* [PROBLEM REQUIREMENTS] Transcribe the records below. Leave nothing out and change nothing.
--- START ---
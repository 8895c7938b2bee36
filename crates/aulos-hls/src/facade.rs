//! User-facing HLS input.
//!
//! Composes the manifest resolver, the segment source and the demuxer into
//! one object: variant enumeration and selection, track aggregation across
//! muxed audio and separate audio renditions, duration/liveness queries, and
//! the live-edge recovery debounce.

use std::{
    sync::Arc,
    time::{Duration, Instant},
};

use aulos_m3u8::{parse_playlist, MediaPlaylist, MediaRendition, Playlist, Variant};
use aulos_net::NetClient;
use parking_lot::Mutex;
use tokio::sync::OnceCell;
use tokio_util::sync::CancellationToken;
use tracing::{debug, warn};
use url::Url;

use crate::{
    demux::{Demuxer, FragmentEntry, FragmentLookupSink, FragmentedSource, Track, TrackKind},
    error::{HlsError, HlsResult},
    lookup::LookupBridge,
    resolver::{ManifestResolver, QualitySelection, ResolvedStream},
    source::{SegmentSource, SourceConfig},
    util::resolve_url,
};

/// Creates one demuxer instance per bound source.
pub type DemuxerFactory = Arc<dyn Fn() -> Arc<dyn Demuxer> + Send + Sync>;

/// Facade configuration.
#[derive(Clone)]
pub struct HlsInputOptions {
    pub quality: QualitySelection,
    pub source: SourceConfig,
    /// Minimum quiet period after a live-edge recovery completes before the
    /// next one may start.
    pub live_edge_debounce: Duration,
}

impl Default for HlsInputOptions {
    fn default() -> Self {
        Self {
            quality: QualitySelection::default(),
            source: SourceConfig::default(),
            live_edge_debounce: Duration::from_millis(500),
        }
    }
}

/// One variant's ingest pipeline: source, demuxer, lookup bridge.
struct Pipeline {
    source: SegmentSource,
    demuxer: Arc<dyn Demuxer>,
    #[allow(dead_code)]
    bridge: Arc<LookupBridge>,
    tracks: Vec<Track>,
    cancel: CancellationToken,
}

impl Pipeline {
    fn dispose(&self) {
        self.source.dispose();
        self.cancel.cancel();
    }
}

/// Bridges `Arc<dyn Demuxer>` into the lookup sink the bridge consumes.
struct DemuxerSink(Arc<dyn Demuxer>);

impl FragmentLookupSink for DemuxerSink {
    fn populate_fragment_lookup_table(&self, entries: &[FragmentEntry]) {
        self.0.populate_fragment_lookup_table(entries);
    }

    fn append_fragments_to_lookup_table(&self, entries: &[FragmentEntry], start_time_seconds: f64) {
        self.0
            .append_fragments_to_lookup_table(entries, start_time_seconds);
    }

    fn remove_old_fragments_from_lookup_table(&self, segment_ids: &[u64]) {
        self.0.remove_old_fragments_from_lookup_table(segment_ids);
    }

    fn adjust_for_edit_list_offset(&self, offset_seconds: f64) {
        self.0.adjust_for_edit_list_offset(offset_seconds);
    }
}

struct LiveEdgeState {
    handling: bool,
    last_completed: Option<Instant>,
}

struct FacadeState {
    resolved: Option<ResolvedStream>,
    current_variant: Option<usize>,
    video_pipeline: Option<Arc<Pipeline>>,
    audio_pipeline: Option<Arc<Pipeline>>,
    disposed: bool,
}

struct InputShared {
    net: NetClient,
    manifest_url: Url,
    options: HlsInputOptions,
    factory: DemuxerFactory,
    cancel: CancellationToken,
    /// Single memoized initialization; repeated calls share one manifest
    /// fetch.
    init: OnceCell<()>,
    state: Mutex<FacadeState>,
    live_edge: Mutex<LiveEdgeState>,
}

/// The user-facing HLS input object.
#[derive(Clone)]
pub struct HlsInput {
    shared: Arc<InputShared>,
}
--- END ---
* [WRITTEN ANSWER]
repository 8895c7938b2bee36
filename crates/aulos-hls/src/facade.rs
//! User-facing HLS input.
//!
//! Composes the manifest resolver, the segment source and the demuxer into
//! one object: variant enumeration and selection, track aggregation across
//! muxed audio and separate audio renditions, duration/liveness queries, and
//! the live-edge recovery debounce.

use std::{
    sync::Arc,
    time::{Duration, Instant},
};

use aulos_m3u8::{parse_playlist, MediaPlaylist, MediaRendition, Playlist, Variant};
use aulos_net::NetClient;
use parking_lot::Mutex;
use tokio::sync::OnceCell;
use tokio_util::sync::CancellationToken;
use tracing::{debug, warn};
use url::Url;

use crate::{
    demux::{Demuxer, FragmentEntry, FragmentLookupSink, FragmentedSource, Track, TrackKind},
    error::{HlsError, HlsResult},
    lookup::LookupBridge,
    resolver::{ManifestResolver, QualitySelection, ResolvedStream},
    source::{SegmentSource, SourceConfig},
    util::resolve_url,
};

/// Creates one demuxer instance per bound source.
pub type DemuxerFactory = Arc<dyn Fn() -> Arc<dyn Demuxer> + Send + Sync>;

/// Facade configuration.
#[derive(Clone)]
pub struct HlsInputOptions {
    pub quality: QualitySelection,
    pub source: SourceConfig,
    /// Minimum quiet period after a live-edge recovery completes before the
    /// next one may start.
    pub live_edge_debounce: Duration,
}

impl Default for HlsInputOptions {
    fn default() -> Self {
        Self {
            quality: QualitySelection::default(),
            source: SourceConfig::default(),
            live_edge_debounce: Duration::from_millis(500),
        }
    }
}

/// One variant's ingest pipeline: source, demuxer, lookup bridge.
struct Pipeline {
    source: SegmentSource,
    demuxer: Arc<dyn Demuxer>,
    #[allow(dead_code)]
    bridge: Arc<LookupBridge>,
    tracks: Vec<Track>,
    cancel: CancellationToken,
}

impl Pipeline {
    fn dispose(&self) {
        self.source.dispose();
        self.cancel.cancel();
    }
}

/// Bridges `Arc<dyn Demuxer>` into the lookup sink the bridge consumes.
struct DemuxerSink(Arc<dyn Demuxer>);

impl FragmentLookupSink for DemuxerSink {
    fn populate_fragment_lookup_table(&self, entries: &[FragmentEntry]) {
        self.0.populate_fragment_lookup_table(entries);
    }

    fn append_fragments_to_lookup_table(&self, entries: &[FragmentEntry], start_time_seconds: f64) {
        self.0
            .append_fragments_to_lookup_table(entries, start_time_seconds);
    }

    fn remove_old_fragments_from_lookup_table(&self, segment_ids: &[u64]) {
        self.0.remove_old_fragments_from_lookup_table(segment_ids);
    }

    fn adjust_for_edit_list_offset(&self, offset_seconds: f64) {
        self.0.adjust_for_edit_list_offset(offset_seconds);
    }
}

struct LiveEdgeState {
    handling: bool,
    last_completed: Option<Instant>,
}

struct FacadeState {
    resolved: Option<ResolvedStream>,
    current_variant: Option<usize>,
    video_pipeline: Option<Arc<Pipeline>>,
    audio_pipeline: Option<Arc<Pipeline>>,
    disposed: bool,
}

struct InputShared {
    net: NetClient,
    manifest_url: Url,
    options: HlsInputOptions,
    factory: DemuxerFactory,
    cancel: CancellationToken,
    /// Single memoized initialization; repeated calls share one manifest
    /// fetch.
    init: OnceCell<()>,
    state: Mutex<FacadeState>,
    live_edge: Mutex<LiveEdgeState>,
}

/// The user-facing HLS input object.
#[derive(Clone)]
pub struct HlsInput {
    shared: Arc<InputShared>,
}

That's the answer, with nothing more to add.